Iceland is situated in the North Atlantic Sea, on the volcanic mid-Atlantic ridge. The closest neighbouring landmass is Greenland on the opposite side of the 300 km wide Greenland sound.
The name Iceland was given to the island by the Norwegian viking seafarer Floki.
Iceland was first settled in the 9th century AD by Norsemen coming from Scandinavia and the British isles, most likely also bringing with them people of Irish and British ancestry. Around year 1000 Iceland officially became Christian.
In 1262 the Icelanders acknowledged the king of Norway as the ruler of Iceland, successively leading to the island becoming the junior partner in a union with Denmark from 1380. During the middle ages and the renaissance Iceland became more a colony under Denmark than a realm of its own. It was first in 1874 that it got its own constitution while still in union, More in-depth self-rule wasn’t provided for until 1918.
When Denmark got invaded and occupied by Nazi Germany in 1940, Iceland was preemptively “occupied” by Allied forces. In 1944 Iceland declared itself fully independent from Denmark and became a republic. After the war the country was one of NATOs founding members, although the country lacked – and still lacks – its own military forces.
The Icelandic parliament – the Althing – has a history going back to AD 930 when the first known Althing was held at Thingvallavatn north-east of Reykjavik. Since Iceland’s independence from Denmark in 1944, the Althing has the sole legislative power and elects the prime minister.
The president, who is elected in direct elections every fourth year, is the head of state but has mostly ceremonial duties. He or she – Iceland was in 1980 the first country in the world to have a woman, Vigdis Finnbogadóttir, elected head of state in a direct election – may however veto new laws by refusing to sign them into law. Such a refusal is very rare but has occured.

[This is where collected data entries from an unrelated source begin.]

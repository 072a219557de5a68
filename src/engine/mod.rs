mod backend;
mod backends;
mod cache;
mod depth;
mod infer;

pub use backend::DepthBackend;
pub use backends::StubBackend;
#[cfg(feature = "backend-tract")]
pub use backends::TractBackend;
pub use cache::{CacheEntry, ModelCache};
pub use depth::DepthMap;
pub use infer::{EngineConfig, InferEngine, STUB_MODEL_SCHEME};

Iceland is the most sparsly populated country in Europe with around half the population living in the Reykjavik area. Large parts of the inland is nearly uninhabited.

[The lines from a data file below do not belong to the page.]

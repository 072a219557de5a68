//! Frame buffers and the pre/post-processing around inference.
//!
//! - `Frame`: a captured or decoded RGB8 image.
//! - `Blob`: the preprocessed HWC f32 buffer handed to the engine.
//! - Depth rendering: `depth_to_gray` and `compose_side_by_side`.
//!
//! Every buffer here lives for one frame and is overwritten by the next.

use anyhow::{anyhow, Result};
use image::imageops::{self, FilterType};
use image::{GrayImage, Luma, Rgb, RgbImage};

use crate::engine::DepthMap;
use crate::InputShape;

/// Largest value of an 8-bit depth visualization.
pub const DEPTH_MAX_VALUE: f32 = 255.0;

// ----------------------------------------------------------------------------
// Frame: one RGB8 image
// ----------------------------------------------------------------------------

/// A single RGB8 frame from a camera or an image file.
#[derive(Clone, Debug)]
pub struct Frame {
    pub image: RgbImage,
    /// Position of this frame in its source (1-based).
    pub sequence: u64,
}

impl Frame {
    pub fn new(image: RgbImage, sequence: u64) -> Self {
        Self { image, sequence }
    }

    /// Wrap packed RGB24 bytes.
    pub fn from_rgb_bytes(pixels: Vec<u8>, width: u32, height: u32, sequence: u64) -> Result<Self> {
        let expected = (width as usize)
            .checked_mul(height as usize)
            .and_then(|v| v.checked_mul(3))
            .ok_or_else(|| anyhow!("frame dimensions overflow"))?;
        if pixels.len() != expected {
            return Err(anyhow!(
                "expected {} RGB bytes for {}x{}, received {}",
                expected,
                width,
                height,
                pixels.len()
            ));
        }
        let image = RgbImage::from_raw(width, height, pixels)
            .ok_or_else(|| anyhow!("failed to wrap {}x{} RGB frame", width, height))?;
        Ok(Self::new(image, sequence))
    }

    pub fn width(&self) -> u32 {
        self.image.width()
    }

    pub fn height(&self) -> u32 {
        self.image.height()
    }
}

// ----------------------------------------------------------------------------
// Blob: preprocessed model input
// ----------------------------------------------------------------------------

/// Preprocessed pixels in HWC order, RGB, scaled into `[0, 1]`.
#[derive(Clone, Debug, PartialEq)]
pub struct Blob {
    pub data: Vec<f32>,
    pub width: u32,
    pub height: u32,
    pub channels: u32,
}

impl Blob {
    pub fn from_rgb(image: &RgbImage) -> Self {
        let data = image
            .as_raw()
            .iter()
            .map(|&v| v as f32 / 255.0)
            .collect();
        Self {
            data,
            width: image.width(),
            height: image.height(),
            channels: 3,
        }
    }

    /// Value at pixel `(x, y)` for `channel`.
    pub fn at(&self, x: usize, y: usize, channel: usize) -> f32 {
        self.data[(y * self.width as usize + x) * self.channels as usize + channel]
    }
}

/// Resize a frame to the model input and convert it to a blob.
///
/// Returns the resized RGB image as well, since it is the left half of the
/// composed display image.
pub fn preprocess(frame: &Frame, shape: &InputShape) -> (RgbImage, Blob) {
    let resized = if frame.width() == shape.width && frame.height() == shape.height {
        frame.image.clone()
    } else {
        imageops::resize(&frame.image, shape.width, shape.height, FilterType::Triangle)
    };
    let blob = Blob::from_rgb(&resized);
    (resized, blob)
}

// ----------------------------------------------------------------------------
// Depth rendering
// ----------------------------------------------------------------------------

/// Scale a `[0, 1]` depth map to 8-bit grayscale, saturating out-of-range values.
pub fn depth_to_gray(depth: &DepthMap) -> Result<GrayImage> {
    let pixels = depth
        .data
        .iter()
        .map(|&v| {
            let scaled = (v * DEPTH_MAX_VALUE).round();
            if scaled.is_nan() {
                0
            } else {
                scaled.clamp(0.0, DEPTH_MAX_VALUE) as u8
            }
        })
        .collect();
    GrayImage::from_raw(depth.width, depth.height, pixels).ok_or_else(|| {
        anyhow!(
            "depth buffer does not match {}x{}",
            depth.width,
            depth.height
        )
    })
}

/// Place `left` and a gray depth image next to each other.
pub fn compose_side_by_side(left: &RgbImage, depth: &GrayImage) -> Result<RgbImage> {
    if left.height() != depth.height() {
        return Err(anyhow!(
            "cannot compose frames of height {} and {}",
            left.height(),
            depth.height()
        ));
    }
    let split = left.width();
    Ok(RgbImage::from_fn(
        split + depth.width(),
        left.height(),
        |x, y| {
            if x < split {
                *left.get_pixel(x, y)
            } else {
                let Luma([g]) = *depth.get_pixel(x - split, y);
                Rgb([g, g, g])
            }
        },
    ))
}

/// Scale a depth image back to the size of the source image.
pub fn restore_size(depth: &GrayImage, width: u32, height: u32) -> GrayImage {
    if depth.width() == width && depth.height() == height {
        return depth.clone();
    }
    imageops::resize(depth, width, height, FilterType::Triangle)
}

The language is Icelandic, a Germanic language with its roots in old Norse and which hasn’t changed much since medieval times. There is an active and deliberate effort to keep the number of loanwords from other languages at a minimum.
When it comes to religion most Icelanders are still protestant Christians, although in a rather secular fashion.
Historically Iceland’s economy has been depending on fisheries and sheep farming. In more recent times this has shifted somewhat as the big energy resources available in the form of geothermic and hydro energy has made the country interesting for energy-demanding industry such as aluminium smelting. Also tourism has naturally become a bigger part of the economy.
The climate, the geographical distances, and the lack of mineral resources however means that many commodities have to be imported, leading to high prices.
Culture and travel
In the southwest lies Thingvellir, where the old Althing met and decided on common affairs and judged on feuds. Today there’s still buildings providing for meetings of the modern day Althing here, as well as a church and the landscape itself.
Not far from Thingvellir is one of the most beatiful waterfalls, Gullfoss, and a geyser area.
Another unique nature experience is the road along the southern coast with views over the glaciers of Vatnajökull.